Herbs

Nymphaea odorata

It is very confusing to learn that a dozen different common names may refer to the same herbs. Yet, everyone thinks that their name is the right one for the particular herb.


About a hundred a fifty years ago a group of men set out to put herbs in separate categories, and give them Latin names that would identify them according to their families, their genus and their species. In the late 1700s or the early 1800s, botanist Richard Salisbury gave the white pond water lily the Latin family name of Nymphaeacea. He said the lily flower reminded him of the Greek fairies or nymphs that lived in pools of water and hid under the lily pads. The “aeaceae” on the end of the name denotes that this is a family name. If this white pond lily were a true lily it would belong to the Liliaceae family and it would grow from a bulb instead of a horizontal root or rhizome and it would like to grow on fairly dry ground. Almost everyone has seen the white pond lily that grows on a pond, or pool, or nera stagnant water. It is a perennial plant that has a beautiful white flower that is very fragrant. That is where the species name odorata comes from. The flower lies on the water or sometimes hides under the edge of a lily pad. The big, multi-petaled blossom blossom blooms from June until September. The leaf of this white lily is round and leathery and deeply notched at the base. The root or rhizome grows in the mud or muck, which makes it very healing. The root contains tannins and gallic acids that are astringent. The mucilage and starches and demulcent. It also contains gums, resins, sugars, ammonia and tartaric acid. Besides being astringent, which tightens tissue, it is a demulcent that softens tissue, and an anodyne that relieves pain.

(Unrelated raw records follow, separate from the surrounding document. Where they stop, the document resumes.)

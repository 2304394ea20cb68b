//! Store manager that dispatches to the configured backend.

use std::sync::Arc;

use tracing::info;

use rentalhub_core::config::{DatabaseConfig, StoreProvider};
use rentalhub_core::result::AppResult;

use crate::connection::DatabasePool;
use crate::memory::MemoryStore;
use crate::migration::run_migrations;
use crate::postgres::{CustomerRepository, RentalRepository, VideoRepository};
use crate::store::{CustomerStore, RentalStore, VideoStore};

/// Handles to the three stores of the selected backend.
///
/// The backend is chosen once at construction time. Clones share the
/// same pool or tables.
#[derive(Debug, Clone)]
pub struct StoreManager {
    videos: Arc<dyn VideoStore>,
    customers: Arc<dyn CustomerStore>,
    rentals: Arc<dyn RentalStore>,
    pool: Option<DatabasePool>,
}

impl StoreManager {
    /// Open the backend named in configuration. For PostgreSQL this
    /// connects the pool and, when `auto_migrate` is set, applies pending
    /// migrations.
    pub async fn connect(config: &DatabaseConfig) -> AppResult<Self> {
        match config.provider {
            StoreProvider::Postgres => {
                info!("Initializing PostgreSQL store");
                let pool = DatabasePool::connect(config).await?;
                if config.auto_migrate {
                    run_migrations(pool.pool()).await?;
                }
                Ok(Self::postgres(pool))
            }
            StoreProvider::Memory => {
                info!("Initializing in-memory store");
                Ok(Self::memory(MemoryStore::new()))
            }
        }
    }

    /// Build the manager over an open PostgreSQL pool.
    pub fn postgres(pool: DatabasePool) -> Self {
        let pg = pool.pool().clone();
        Self {
            videos: Arc::new(VideoRepository::new(pg.clone())),
            customers: Arc::new(CustomerRepository::new(pg.clone())),
            rentals: Arc::new(RentalRepository::new(pg)),
            pool: Some(pool),
        }
    }

    /// Build the manager over an in-memory store.
    pub fn memory(store: MemoryStore) -> Self {
        Self {
            videos: Arc::new(store.clone()),
            customers: Arc::new(store.clone()),
            rentals: Arc::new(store),
            pool: None,
        }
    }

    /// Video store.
    pub fn videos(&self) -> Arc<dyn VideoStore> {
        Arc::clone(&self.videos)
    }

    /// Customer store.
    pub fn customers(&self) -> Arc<dyn CustomerStore> {
        Arc::clone(&self.customers)
    }

    /// Rental store.
    pub fn rentals(&self) -> Arc<dyn RentalStore> {
        Arc::clone(&self.rentals)
    }

    /// The PostgreSQL pool, when that backend is active.
    pub fn pool(&self) -> Option<&DatabasePool> {
        self.pool.as_ref()
    }

    /// Which backend is active.
    pub fn provider(&self) -> StoreProvider {
        match self.pool {
            Some(_) => StoreProvider::Postgres,
            None => StoreProvider::Memory,
        }
    }

    /// Whether the backend can serve requests.
    pub async fn health_check(&self) -> AppResult<bool> {
        match &self.pool {
            Some(pool) => pool.health_check().await,
            None => Ok(true),
        }
    }

    /// Release backend resources.
    pub async fn close(&self) {
        if let Some(pool) = &self.pool {
            pool.close().await;
        }
    }
}
//! HTTP request handlers.

pub mod customer;
pub mod health;
pub mod rental;
pub mod video;

use axum::http::Uri;

use rentalhub_core::error::AppError;

use crate::error::ApiError;

/// Fallback for unmatched routes.
pub async fn not_found(uri: Uri) -> ApiError {
    AppError::not_found(format!("No route for {}", uri.path())).into()
}
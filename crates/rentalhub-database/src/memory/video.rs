use async_trait::async_trait;

use rentalhub_core::error::AppError;
use rentalhub_core::result::AppResult;
use rentalhub_core::types::{SortSpec, VideoFilter, VideoId};
use rentalhub_entity::{NewVideo, UpdateVideo, Video, VideoSortKey};

use super::MemoryStore;
use crate::store::VideoStore;

#[async_trait]
impl VideoStore for MemoryStore {
    async fn find_by_id(&self, id: VideoId) -> AppResult<Option<Video>> {
        Ok(self.tables.read().await.videos.get(&id).cloned())
    }

    async fn find_all(
        &self,
        filter: &VideoFilter,
        sort: &SortSpec<VideoSortKey>,
    ) -> AppResult<Vec<Video>> {
        let tables = self.tables.read().await;
        let mut videos: Vec<Video> = tables
            .videos
            .values()
            .filter(|v| filter.matches(&v.title))
            .cloned()
            .collect();
        sort.sort(&mut videos, |a, b, key| key.compare(a, b));
        Ok(videos)
    }

    async fn create(&self, data: &NewVideo) -> AppResult<Video> {
        let mut tables = self.tables.write().await;
        let video = data.clone().into_video(tables.next_video_id());
        tables.videos.insert(video.id, video.clone());
        Ok(video)
    }

    async fn update(&self, id: VideoId, data: &UpdateVideo) -> AppResult<Option<Video>> {
        let mut tables = self.tables.write().await;
        let Some(status) = tables.inventory(id) else {
            return Ok(None);
        };
        if let Some(total) = data.total_inventory {
            status.ensure_can_resize(total)?;
        }
        Ok(tables.videos.get_mut(&id).map(|video| {
            video.apply(data);
            video.clone()
        }))
    }

    async fn delete(&self, id: VideoId) -> AppResult<Option<Video>> {
        let mut tables = self.tables.write().await;
        if !tables.videos.contains_key(&id) {
            return Ok(None);
        }
        let active = tables.active_count_for_video(id);
        if active > 0 {
            return Err(AppError::state(format!(
                "Video {id} has {active} copies checked out"
            )));
        }
        tables.rentals.retain(|_, r| r.video_id != id);
        Ok(tables.videos.remove(&id))
    }
}
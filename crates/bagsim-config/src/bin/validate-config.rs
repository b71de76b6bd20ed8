//! Config validation CLI tool
//!
//! Validates a bagsimd configuration file and reports any errors.

use bagsim_util::default_config_path;
use std::path::PathBuf;
use std::process::ExitCode;

fn main() -> ExitCode {
    let args: Vec<String> = std::env::args().collect();

    let config_path = match args.get(1) {
        Some(path) => PathBuf::from(path),
        None => {
            let default_path = default_config_path();
            eprintln!("Usage: validate-config [config-file]");
            eprintln!();
            eprintln!("Validates a bagsimd configuration file.");
            eprintln!();
            eprintln!("If no path is provided, uses: {}", default_path.display());
            return ExitCode::from(2);
        }
    };

    if !config_path.exists() {
        eprintln!("Error: Configuration file not found: {}", config_path.display());
        return ExitCode::from(1);
    }

    match bagsim_config::load_config(&config_path) {
        Ok(settings) => {
            let sim = &settings.simulation;
            println!("✓ Configuration is valid");
            println!();
            println!("Summary:");
            println!("  Config version: {}", bagsim_config::CURRENT_CONFIG_VERSION);
            println!("  Listen address: {}", settings.service.listen_addr);
            println!("  Data directory: {}", settings.service.data_dir.display());
            println!(
                "  Admin passkey:  {}",
                if settings.service.admin_passkey.is_some() { "set" } else { "not set" }
            );
            println!("  Tick interval:  {} ms", sim.tick_interval.as_millis());
            println!("  Battery drain:  {}-{}% per tick", sim.drain.min, sim.drain.max);
            println!("  Store timeout:  {} ms", sim.store_timeout.as_millis());
            println!("  First tick:     {:?}", sim.first_tick);

            if !settings.devices.is_empty() {
                println!();
                println!("Seed devices:");
                for device in &settings.devices {
                    let owner = device.owner.as_deref().unwrap_or("unclaimed");
                    println!(
                        "  - {} [{}%, {}]: {}",
                        device.code,
                        device.battery_level,
                        if device.status { "on" } else { "off" },
                        owner
                    );
                }
            }

            ExitCode::SUCCESS
        }
        Err(e) => {
            eprintln!("✗ Configuration validation failed");
            eprintln!();
            match &e {
                bagsim_config::ConfigError::ReadError(io_err) => {
                    eprintln!("Failed to read file: {}", io_err);
                }
                bagsim_config::ConfigError::ParseError(parse_err) => {
                    eprintln!("TOML parse error:");
                    eprintln!("  {}", parse_err);
                }
                bagsim_config::ConfigError::ValidationFailed { errors } => {
                    eprintln!("Validation errors ({}):", errors.len());
                    for err in errors {
                        eprintln!("  - {}", err);
                    }
                }
                bagsim_config::ConfigError::UnsupportedVersion(ver) => {
                    eprintln!(
                        "Unsupported config version: {} (expected {})",
                        ver,
                        bagsim_config::CURRENT_CONFIG_VERSION
                    );
                }
            }
            ExitCode::from(1)
        }
    }
}
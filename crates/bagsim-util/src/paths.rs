//! Default paths for bagsimd
//!
//! Paths are user-writable by default (no root required):
//! - Config: `$XDG_CONFIG_HOME/bagsimd/config.toml` or `~/.config/bagsimd/config.toml`
//! - Data: `$XDG_DATA_HOME/bagsimd` or `~/.local/share/bagsimd`

use std::path::PathBuf;

/// Environment variable for overriding the config file path
pub const BAGSIM_CONFIG_ENV: &str = "BAGSIM_CONFIG";

/// Environment variable for overriding the data directory
pub const BAGSIM_DATA_DIR_ENV: &str = "BAGSIM_DATA_DIR";

/// Config filename within the config directory
const CONFIG_FILENAME: &str = "config.toml";

/// Database filename within the data directory
pub const DATABASE_FILENAME: &str = "bagsimd.db";

/// Application subdirectory name
const APP_DIR: &str = "bagsimd";

/// Get the default config file path.
///
/// Order of precedence:
/// 1. `$XDG_CONFIG_HOME/bagsimd/config.toml` (if XDG_CONFIG_HOME is set)
/// 2. `~/.config/bagsimd/config.toml`
/// 3. `./config.toml` (fallback)
///
/// `BAGSIM_CONFIG` is handled by the CLI layer.
pub fn default_config_path() -> PathBuf {
    if let Ok(config_home) = std::env::var("XDG_CONFIG_HOME") {
        return PathBuf::from(config_home).join(APP_DIR).join(CONFIG_FILENAME);
    }

    if let Ok(home) = std::env::var("HOME") {
        return PathBuf::from(home)
            .join(".config")
            .join(APP_DIR)
            .join(CONFIG_FILENAME);
    }

    PathBuf::from(CONFIG_FILENAME)
}

/// Get the default data directory.
///
/// Order of precedence:
/// 1. `$BAGSIM_DATA_DIR` environment variable (if set)
/// 2. `$XDG_DATA_HOME/bagsimd` (if XDG_DATA_HOME is set)
/// 3. `~/.local/share/bagsimd` (fallback)
pub fn default_data_dir() -> PathBuf {
    if let Ok(path) = std::env::var(BAGSIM_DATA_DIR_ENV) {
        return PathBuf::from(path);
    }

    data_dir_without_env()
}

/// Get the data directory without checking BAGSIM_DATA_DIR env var.
/// Used for default values in configs where the env var is checked separately.
pub fn data_dir_without_env() -> PathBuf {
    if let Ok(data_home) = std::env::var("XDG_DATA_HOME") {
        return PathBuf::from(data_home).join(APP_DIR);
    }

    if let Ok(home) = std::env::var("HOME") {
        return PathBuf::from(home)
            .join(".local")
            .join("share")
            .join(APP_DIR);
    }

    // Last resort
    PathBuf::from("/tmp").join(APP_DIR).join("data")
}
//! Strongly-typed identifiers for bagsimd

use serde::{Deserialize, Serialize};
use std::fmt;
use uuid::Uuid;

/// Stable identifier of a bag device, as printed on the device itself
#[derive(Debug, Clone, PartialEq, Eq, PartialOrd, Ord, Hash, Serialize, Deserialize)]
#[serde(transparent)]
pub struct DeviceCode(String);

impl DeviceCode {
    pub fn new(code: impl Into<String>) -> Self {
        Self(code.into())
    }

    pub fn as_str(&self) -> &str {
        &self.0
    }

    /// Device codes are non-empty, at most 64 characters, and limited to
    /// ASCII alphanumerics, `-` and `_`.
    pub fn is_valid(&self) -> bool {
        !self.0.is_empty()
            && self.0.len() <= 64
            && self
                .0
                .chars()
                .all(|c| c.is_ascii_alphanumeric() || c == '-' || c == '_')
    }
}

impl fmt::Display for DeviceCode {
    fn fmt(&self, f: &mut fmt::Formatter<'_>) -> fmt::Result {
        write!(f, "{}", self.0)
    }
}

impl From<String> for DeviceCode {
    fn from(s: String) -> Self {
        Self(s)
    }
}

impl From<&str> for DeviceCode {
    fn from(s: &str) -> Self {
        Self(s.to_string())
    }
}

/// Identifies one run of a simulation handle.
///
/// A device that is stopped and started again gets a fresh run ID, which
/// keeps log lines and audit records of successive runs apart.
#[derive(Debug, Clone, Copy, PartialEq, Eq, Hash, Serialize, Deserialize)]
pub struct RunId(Uuid);

impl RunId {
    pub fn new() -> Self {
        Self(Uuid::new_v4())
    }
}

impl Default for RunId {
    fn default() -> Self {
        Self::new()
    }
}

impl fmt::Display for RunId {
    fn fmt(&self, f: &mut fmt::Formatter<'_>) -> fmt::Result {
        write!(f, "{}", self.0)
    }
}
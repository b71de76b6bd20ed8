//! Device simulation engine for bagsimd
//!
//! This crate is the heart of bagsimd, containing:
//! - Per-device state machine (Idle, Running, Off, Depleted)
//! - Simulation handles: one supervised tick task per device
//! - The registry of running handles (at most one per device)
//! - The engine: boot recovery, control surface, graceful shutdown

mod client;
mod engine;
mod handle;
mod machine;
mod registry;

pub use client::*;
pub use engine::*;
pub use handle::*;
pub use machine::*;
pub use registry::*;
//! Simulation handle: one supervised tick task per device

use bagsim_config::{FirstTick, SimulationConfig};
use bagsim_store::{AuditEvent, AuditEventType};
use bagsim_util::{DeviceCode, RunId};
use chrono::Utc;
use std::sync::Arc;
use std::sync::atomic::{AtomicBool, AtomicU64, Ordering};
use tokio::sync::{Mutex as AsyncMutex, watch};
use tokio::task::JoinHandle;
use tokio::time::{Instant, MissedTickBehavior};
use tracing::{debug, error, info, warn};

use crate::{StoreClient, TickOutcome, WriteGate, run_tick, sample_drain};

#[derive(Debug, Default)]
struct TickStats {
    ticks: AtomicU64,
    failures: AtomicU64,
    skipped: AtomicU64,
}

/// Drives one device's simulation on its own timer.
///
/// A handle is single-use: once stopped it cannot be started again, the
/// engine creates a fresh one instead.
pub struct SimulationHandle {
    code: DeviceCode,
    run_id: RunId,
    config: SimulationConfig,
    client: StoreClient,
    started: AtomicBool,
    stop_tx: watch::Sender<bool>,
    task: parking_lot::Mutex<Option<JoinHandle<()>>>,
    stop_lock: AsyncMutex<()>,
    in_flight: Arc<AsyncMutex<()>>,
    gate: Arc<WriteGate>,
    stats: Arc<TickStats>,
}

impl SimulationHandle {
    pub fn new(code: DeviceCode, config: SimulationConfig, client: StoreClient) -> Self {
        let (stop_tx, _) = watch::channel(false);
        Self {
            code,
            run_id: RunId::new(),
            config,
            client,
            started: AtomicBool::new(false),
            stop_tx,
            task: parking_lot::Mutex::new(None),
            stop_lock: AsyncMutex::new(()),
            in_flight: Arc::new(AsyncMutex::new(())),
            gate: Arc::new(WriteGate::new()),
            stats: Arc::new(TickStats::default()),
        }
    }

    /// Share the single-flight guard with earlier handles of the same
    /// device, so a store call abandoned by a stopped handle also holds off
    /// this one's ticks.
    pub fn sharing_in_flight(mut self, in_flight: Arc<AsyncMutex<()>>) -> Self {
        self.in_flight = in_flight;
        self
    }

    pub fn code(&self) -> &DeviceCode {
        &self.code
    }

    pub fn run_id(&self) -> RunId {
        self.run_id
    }

    /// Ticks that reached the store and completed
    pub fn ticks(&self) -> u64 {
        self.stats.ticks.load(Ordering::Relaxed)
    }

    /// Ticks that failed (store error or timeout)
    pub fn failures(&self) -> u64 {
        self.stats.failures.load(Ordering::Relaxed)
    }

    /// Ticks skipped because an earlier store call was still in flight
    pub fn skipped(&self) -> u64 {
        self.stats.skipped.load(Ordering::Relaxed)
    }

    pub fn is_stopped(&self) -> bool {
        *self.stop_tx.borrow()
    }

    pub fn is_running(&self) -> bool {
        self.started.load(Ordering::SeqCst) && !self.is_stopped()
    }

    /// Spawn the tick task. Returns immediately.
    ///
    /// With [`FirstTick::Immediate`] the first tick fires right away,
    /// otherwise after one interval. Calling `start` on a running or
    /// stopped handle does nothing.
    pub fn start(&self) {
        if self.is_stopped() {
            warn!(device = %self.code, run_id = %self.run_id, "Ignoring start of stopped handle");
            return;
        }
        if self.started.swap(true, Ordering::SeqCst) {
            return;
        }

        let ticker = Ticker {
            code: self.code.clone(),
            config: self.config,
            client: self.client.clone(),
            in_flight: self.in_flight.clone(),
            gate: self.gate.clone(),
            stats: self.stats.clone(),
        };
        let stop_rx = self.stop_tx.subscribe();

        *self.task.lock() = Some(tokio::spawn(ticker.run(stop_rx)));

        info!(
            device = %self.code,
            run_id = %self.run_id,
            interval_ms = self.config.tick_interval.as_millis() as u64,
            "Simulation started"
        );
    }

    /// Stop the tick task and wait until it has halted.
    ///
    /// When this returns no tick of this handle will write the device
    /// record again. A store call abandoned by a timed-out tick may still
    /// be reading, but its write is refused. Stopping twice is a no-op.
    pub async fn stop(&self) {
        let _serial = self.stop_lock.lock().await;

        self.stop_tx.send_replace(true);

        let task = self.task.lock().take();
        if let Some(task) = task
            && let Err(e) = task.await
        {
            warn!(device = %self.code, error = %e, "Simulation task ended abnormally");
        }

        if self.gate.is_closed() {
            return;
        }
        self.gate.close().await;
        if !self.started.load(Ordering::SeqCst) {
            return;
        }

        info!(
            device = %self.code,
            run_id = %self.run_id,
            ticks = self.ticks(),
            failures = self.failures(),
            "Simulation stopped"
        );
    }
}

impl std::fmt::Debug for SimulationHandle {
    fn fmt(&self, f: &mut std::fmt::Formatter<'_>) -> std::fmt::Result {
        f.debug_struct("SimulationHandle")
            .field("code", &self.code)
            .field("run_id", &self.run_id)
            .field("running", &self.is_running())
            .field("ticks", &self.ticks())
            .finish()
    }
}

/// State moved into the tick task
struct Ticker {
    code: DeviceCode,
    config: SimulationConfig,
    client: StoreClient,
    in_flight: Arc<AsyncMutex<()>>,
    gate: Arc<WriteGate>,
    stats: Arc<TickStats>,
}

impl Ticker {
    async fn run(self, mut stop_rx: watch::Receiver<bool>) {
        let period = self.config.tick_interval;
        let first = match self.config.first_tick {
            FirstTick::Immediate => Instant::now(),
            FirstTick::AfterInterval => Instant::now() + period,
        };
        let mut interval = tokio::time::interval_at(first, period);
        interval.set_missed_tick_behavior(MissedTickBehavior::Skip);

        while !*stop_rx.borrow() {
            tokio::select! {
                biased;
                _ = stop_rx.changed() => break,
                _ = interval.tick() => self.tick().await,
            }
        }

        debug!(device = %self.code, "Tick loop exited");
    }

    async fn tick(&self) {
        // Single flight: a store call abandoned by a timeout may still hold this
        let Ok(permit) = self.in_flight.clone().try_lock_owned() else {
            self.stats.skipped.fetch_add(1, Ordering::Relaxed);
            debug!(device = %self.code, "Previous store call still in flight, skipping tick");
            return;
        };

        let drain = sample_drain(self.config.drain, &mut rand::thread_rng());
        let code = self.code.clone();
        let gate = self.gate.clone();

        let result = self
            .client
            .call_guarded(permit, move |store| {
                let outcome = run_tick(store, &code, drain, Utc::now(), &gate)?;
                if let TickOutcome::Applied(t) = outcome
                    && t.depleted_now()
                    && let Some(Err(e)) = gate.pass(|| {
                        store.append_audit(AuditEvent::new(AuditEventType::DeviceDepleted {
                            device: code.clone(),
                        }))
                    })
                {
                    warn!(device = %code, error = %e, "Failed to audit depletion");
                }
                Ok(outcome)
            })
            .await;

        match result {
            Ok(TickOutcome::Idle) => {
                self.stats.ticks.fetch_add(1, Ordering::Relaxed);
                debug!(device = %self.code, "Device unclaimed, tick is a no-op");
            }
            Ok(TickOutcome::Applied(t)) => {
                self.stats.ticks.fetch_add(1, Ordering::Relaxed);
                if t.depleted_now() {
                    info!(device = %self.code, "Battery depleted, power forced off");
                } else {
                    debug!(
                        device = %self.code,
                        state = ?t.to,
                        battery = t.battery_level,
                        "Tick applied"
                    );
                }
            }
            Ok(TickOutcome::Halted) => {
                debug!(device = %self.code, "Handle stopped mid-tick, write dropped");
            }
            Err(e) => {
                self.stats.failures.fetch_add(1, Ordering::Relaxed);
                if e.is_transient() {
                    warn!(device = %self.code, error = %e, "Tick failed, retrying next interval");
                } else {
                    error!(device = %self.code, error = %e, "Tick failed");
                }
            }
        }
    }
}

The root, when used as a poultice, is antiscrofulous which helps fight tuberculosis of the lymph glands, and helps overcome dysentery, diarrhea, gonorrhea and leucorrhoea. The leaves and roots has been used against ulcers of the mouth and throat. Many old-time herbalists and Native Americans used a decoction, or a concentrated tea, made from the white pond lily root. When used as a douche four or five times a day it helps to overcome uterine cancer.


A lady in one of our herb classes told of an experience that her mother had with cancer in the female organs. She said her mother used the white pond lily root to make a decoction for a douche and then drank a lot of the tea. She said she changed her diet to just fruits and vegetables and drank some chaparral tea also. Soon there was no trace of the cancer.
When I was a kid, my dad made my mom a great, big fish pond under the weeping willow tree. It was about two feet high and built out of broken field stones and had a flagstone seat all around the top. He put a half dozen big white pond lilies in the pond along with some huge goldfish. Pretty soon the lilies filled the whole pond. It sure smelled good around there.
Then, when I was a teenager, we had a neighbor lady that had a similar problem of uterine cancer. It went on for years and years. It is just too bad that we did not know about giving her some of those white pond lily roots to help her problem; because we sure had a lot of lilies and would have liked to have shared some with her.


Too bad we do not know a lot more about herbs and flowers and even vegetables. If we did, we would most likely be a lot healthier.